--- DATASET ---
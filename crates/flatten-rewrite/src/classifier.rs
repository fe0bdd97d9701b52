//! Barrel import classification
//!
//! A specifier refers to a barrel when either
//! - it equals the alias prefix joined with a configured directory whose
//!   leading `src/` has been stripped (`src/components` + `@/` matches
//!   `@/components`), or
//! - its last path segment equals the last segment of a configured directory
//!   (`src/hooks` matches `../hooks` and `./shared/hooks`).
//!
//! The second rule matches by directory name only. No `.`/`..` normalization
//! is done.

use flatten_config::FlattenConfig;

/// Precomputed view of the configured barrel directories
#[derive(Debug, Clone, PartialEq, Eq)]
pub struct BarrelClassifier {
    /// `alias_prefix + dir` with any leading `src/` removed
    canonical: Vec<String>,
    /// Last path segment of every directory
    names: Vec<String>,
}

impl BarrelClassifier {
    pub fn new(config: &FlattenConfig) -> Self {
        Self::from_parts(&config.barrel_directories, &config.alias_prefix)
    }

    pub fn from_parts<S: AsRef<str>>(directories: &[S], alias_prefix: &str) -> Self {
        let canonical = directories
            .iter()
            .map(|dir| {
                let dir = dir.as_ref();
                format!("{}{}", alias_prefix, dir.strip_prefix("src/").unwrap_or(dir))
            })
            .collect();
        let names = directories
            .iter()
            .map(|dir| last_segment(dir.as_ref()).to_string())
            .filter(|name| !name.is_empty())
            .collect();

        Self { canonical, names }
    }

    /// Whether `specifier` points at one of the configured barrels
    pub fn is_barrel_import(&self, specifier: &str) -> bool {
        if self.canonical.iter().any(|c| c == specifier) {
            return true;
        }
        let name = last_segment(specifier);
        self.names.iter().any(|n| n == name)
    }
}

/// Stateless form of [`BarrelClassifier::is_barrel_import`]
pub fn is_barrel_import(specifier: &str, config: &FlattenConfig) -> bool {
    BarrelClassifier::new(config).is_barrel_import(specifier)
}

/// Text after the final `/`, or the whole string
fn last_segment(path: &str) -> &str {
    path.rsplit('/').next().unwrap_or(path)
}

#[cfg(test)]
mod tests {
    use super::*;

    fn classifier(dirs: &[&str]) -> BarrelClassifier {
        BarrelClassifier::from_parts(dirs, "@/")
    }

    #[test]
    fn alias_match_strips_src() {
        let c = classifier(&["src/components"]);
        assert!(c.is_barrel_import("@/components"));
    }

    #[test]
    fn alias_match_without_src_prefix() {
        let c = BarrelClassifier::from_parts(&["lib/ui"], "~/");
        assert!(c.is_barrel_import("~/lib/ui"));
    }

    #[test]
    fn suffix_match_for_relative_specifiers() {
        let c = classifier(&["src/hooks"]);
        assert!(c.is_barrel_import("../hooks"));
        assert!(c.is_barrel_import("./shared/hooks"));
        assert!(c.is_barrel_import("@/features/auth/hooks"));
    }

    #[test]
    fn bare_specifier_compares_whole_string() {
        let c = classifier(&["src/hooks"]);
        assert!(c.is_barrel_import("hooks"));
        assert!(!c.is_barrel_import("react-hooks"));
    }

    #[test]
    fn direct_imports_do_not_match() {
        let c = classifier(&["src/components", "src/hooks"]);
        assert!(!c.is_barrel_import("@/components/Button"));
        assert!(!c.is_barrel_import("../hooks/useAuth"));
        assert!(!c.is_barrel_import("react"));
    }

    #[test]
    fn partial_segment_is_not_a_match() {
        let c = classifier(&["src/components"]);
        assert!(!c.is_barrel_import("@/my-components"));
        assert!(!c.is_barrel_import("./components-old"));
    }

    #[test]
    fn any_directory_can_match() {
        let c = classifier(&["src/components", "src/hooks"]);
        assert!(c.is_barrel_import("@/components"));
        assert!(c.is_barrel_import("../hooks"));
    }

    #[test]
    fn stateless_form_uses_config() {
        let config = FlattenConfig {
            barrel_directories: vec!["src/hooks".into()],
            alias_prefix: "~/".into(),
            ..Default::default()
        };
        assert!(is_barrel_import("~/hooks", &config));
        assert!(!is_barrel_import("~/components", &config));
    }
}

--- WHAT TO DO ---
Up to and including the line with "pub fn new(config: &FlattenConfig)", print every line of the material above, starting from its first line, exactly.

--- ANSWER SPACE ---
filename crates/flatten-rewrite/src/classifier.rs
repository fe0bdd97d9701b52
//! Barrel import classification
//!
//! A specifier refers to a barrel when either
//! - it equals the alias prefix joined with a configured directory whose
//!   leading `src/` has been stripped (`src/components` + `@/` matches
//!   `@/components`), or
//! - its last path segment equals the last segment of a configured directory
//!   (`src/hooks` matches `../hooks` and `./shared/hooks`).
//!
//! The second rule matches by directory name only. No `.`/`..` normalization
//! is done.

use flatten_config::FlattenConfig;

/// Precomputed view of the configured barrel directories
#[derive(Debug, Clone, PartialEq, Eq)]
pub struct BarrelClassifier {
    /// `alias_prefix + dir` with any leading `src/` removed
    canonical: Vec<String>,
    /// Last path segment of every directory
    names: Vec<String>,
}

impl BarrelClassifier {
    pub fn new(config: &FlattenConfig) -> Self {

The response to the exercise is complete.